Provided records

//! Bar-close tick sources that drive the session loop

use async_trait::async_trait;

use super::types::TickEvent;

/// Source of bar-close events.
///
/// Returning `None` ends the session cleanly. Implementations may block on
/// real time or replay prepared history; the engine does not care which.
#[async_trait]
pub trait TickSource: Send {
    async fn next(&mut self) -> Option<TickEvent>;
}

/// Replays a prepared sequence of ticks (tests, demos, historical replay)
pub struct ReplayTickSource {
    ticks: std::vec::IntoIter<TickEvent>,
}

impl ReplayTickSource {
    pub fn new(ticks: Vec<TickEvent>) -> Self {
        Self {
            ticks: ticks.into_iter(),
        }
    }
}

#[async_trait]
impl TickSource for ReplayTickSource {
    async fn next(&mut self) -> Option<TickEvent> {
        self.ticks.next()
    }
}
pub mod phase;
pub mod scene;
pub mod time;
...
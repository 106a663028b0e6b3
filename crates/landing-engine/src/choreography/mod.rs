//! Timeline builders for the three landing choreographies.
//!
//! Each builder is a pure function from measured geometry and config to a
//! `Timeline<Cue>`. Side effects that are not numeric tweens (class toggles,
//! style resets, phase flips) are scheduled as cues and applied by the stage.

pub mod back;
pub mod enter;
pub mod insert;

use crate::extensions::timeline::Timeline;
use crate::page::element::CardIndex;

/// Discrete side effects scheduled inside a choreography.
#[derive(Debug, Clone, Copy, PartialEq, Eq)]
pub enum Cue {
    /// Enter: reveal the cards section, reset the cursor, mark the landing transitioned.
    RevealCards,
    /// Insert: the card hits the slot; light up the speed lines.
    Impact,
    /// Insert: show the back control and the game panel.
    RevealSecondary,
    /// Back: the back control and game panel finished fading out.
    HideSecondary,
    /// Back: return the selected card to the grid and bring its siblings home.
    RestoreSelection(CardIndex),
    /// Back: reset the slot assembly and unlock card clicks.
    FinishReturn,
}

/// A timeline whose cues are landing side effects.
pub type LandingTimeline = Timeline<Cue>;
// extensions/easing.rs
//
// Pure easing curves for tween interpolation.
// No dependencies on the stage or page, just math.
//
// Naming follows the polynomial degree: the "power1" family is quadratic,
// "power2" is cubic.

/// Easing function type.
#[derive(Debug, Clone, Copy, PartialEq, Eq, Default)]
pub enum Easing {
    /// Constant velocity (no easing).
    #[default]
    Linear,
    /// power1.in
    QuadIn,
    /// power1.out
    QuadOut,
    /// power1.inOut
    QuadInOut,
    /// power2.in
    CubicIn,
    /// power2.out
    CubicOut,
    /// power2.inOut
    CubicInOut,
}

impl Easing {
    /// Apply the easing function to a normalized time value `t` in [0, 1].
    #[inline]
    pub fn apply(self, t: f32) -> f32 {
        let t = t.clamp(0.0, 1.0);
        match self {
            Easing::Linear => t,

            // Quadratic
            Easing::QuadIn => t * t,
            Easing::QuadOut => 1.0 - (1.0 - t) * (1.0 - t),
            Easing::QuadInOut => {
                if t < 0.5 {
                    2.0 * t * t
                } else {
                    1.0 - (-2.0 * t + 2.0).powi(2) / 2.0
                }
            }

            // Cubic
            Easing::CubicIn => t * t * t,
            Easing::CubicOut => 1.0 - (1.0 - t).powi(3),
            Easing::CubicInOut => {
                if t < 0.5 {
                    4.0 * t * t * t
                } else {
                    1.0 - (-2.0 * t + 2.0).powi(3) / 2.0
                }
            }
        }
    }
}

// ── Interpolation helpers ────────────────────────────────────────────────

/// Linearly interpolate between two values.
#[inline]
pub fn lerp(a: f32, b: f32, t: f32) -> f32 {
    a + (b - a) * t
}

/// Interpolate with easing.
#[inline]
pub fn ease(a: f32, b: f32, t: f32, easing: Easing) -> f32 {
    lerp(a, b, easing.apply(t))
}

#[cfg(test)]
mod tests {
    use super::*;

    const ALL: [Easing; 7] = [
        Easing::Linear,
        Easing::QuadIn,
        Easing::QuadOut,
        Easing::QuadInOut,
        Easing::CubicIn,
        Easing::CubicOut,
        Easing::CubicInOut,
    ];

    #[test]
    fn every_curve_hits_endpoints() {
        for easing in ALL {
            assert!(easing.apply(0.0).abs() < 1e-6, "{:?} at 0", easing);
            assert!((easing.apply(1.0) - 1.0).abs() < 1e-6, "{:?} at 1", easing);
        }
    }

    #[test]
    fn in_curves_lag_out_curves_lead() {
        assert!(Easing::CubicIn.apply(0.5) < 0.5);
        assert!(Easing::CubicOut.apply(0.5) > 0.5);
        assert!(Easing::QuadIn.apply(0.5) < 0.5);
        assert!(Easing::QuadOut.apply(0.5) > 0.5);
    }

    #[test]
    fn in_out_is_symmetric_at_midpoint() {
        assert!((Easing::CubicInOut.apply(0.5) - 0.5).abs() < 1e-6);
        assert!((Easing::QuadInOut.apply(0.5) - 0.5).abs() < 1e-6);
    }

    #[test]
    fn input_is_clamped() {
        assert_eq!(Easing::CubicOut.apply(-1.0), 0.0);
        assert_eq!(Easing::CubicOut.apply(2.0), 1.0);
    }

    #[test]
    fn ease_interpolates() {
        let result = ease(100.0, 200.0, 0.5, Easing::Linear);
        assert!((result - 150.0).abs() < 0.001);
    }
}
--
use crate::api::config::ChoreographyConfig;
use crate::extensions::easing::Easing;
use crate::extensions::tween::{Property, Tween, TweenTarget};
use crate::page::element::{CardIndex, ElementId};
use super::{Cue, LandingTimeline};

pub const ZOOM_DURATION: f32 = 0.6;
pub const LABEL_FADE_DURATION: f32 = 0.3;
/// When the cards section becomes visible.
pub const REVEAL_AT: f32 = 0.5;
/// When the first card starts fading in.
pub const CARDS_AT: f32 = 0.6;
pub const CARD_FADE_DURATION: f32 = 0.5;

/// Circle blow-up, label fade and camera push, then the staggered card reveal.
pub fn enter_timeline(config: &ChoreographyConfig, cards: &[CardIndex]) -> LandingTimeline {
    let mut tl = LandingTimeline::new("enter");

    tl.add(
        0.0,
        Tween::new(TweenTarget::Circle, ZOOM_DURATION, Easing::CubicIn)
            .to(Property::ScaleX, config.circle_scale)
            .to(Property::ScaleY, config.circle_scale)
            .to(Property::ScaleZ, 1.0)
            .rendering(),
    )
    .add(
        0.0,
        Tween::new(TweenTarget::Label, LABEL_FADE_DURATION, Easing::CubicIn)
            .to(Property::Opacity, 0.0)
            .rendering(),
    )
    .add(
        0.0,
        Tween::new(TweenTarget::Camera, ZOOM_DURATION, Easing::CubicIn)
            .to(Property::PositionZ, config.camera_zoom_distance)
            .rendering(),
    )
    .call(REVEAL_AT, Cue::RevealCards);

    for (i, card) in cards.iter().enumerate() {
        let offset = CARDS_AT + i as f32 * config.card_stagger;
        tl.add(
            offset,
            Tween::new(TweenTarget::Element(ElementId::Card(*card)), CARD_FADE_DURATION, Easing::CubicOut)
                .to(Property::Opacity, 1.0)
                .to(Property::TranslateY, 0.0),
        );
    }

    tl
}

Exercise requirements
Copy each line of the data that includes the word "TickEvent".

Output of the task
use super::types::TickEvent;
    async fn next(&mut self) -> Option<TickEvent>;
    ticks: std::vec::IntoIter<TickEvent>,
    pub fn new(ticks: Vec<TickEvent>) -> Self {
    async fn next(&mut self) -> Option<TickEvent> {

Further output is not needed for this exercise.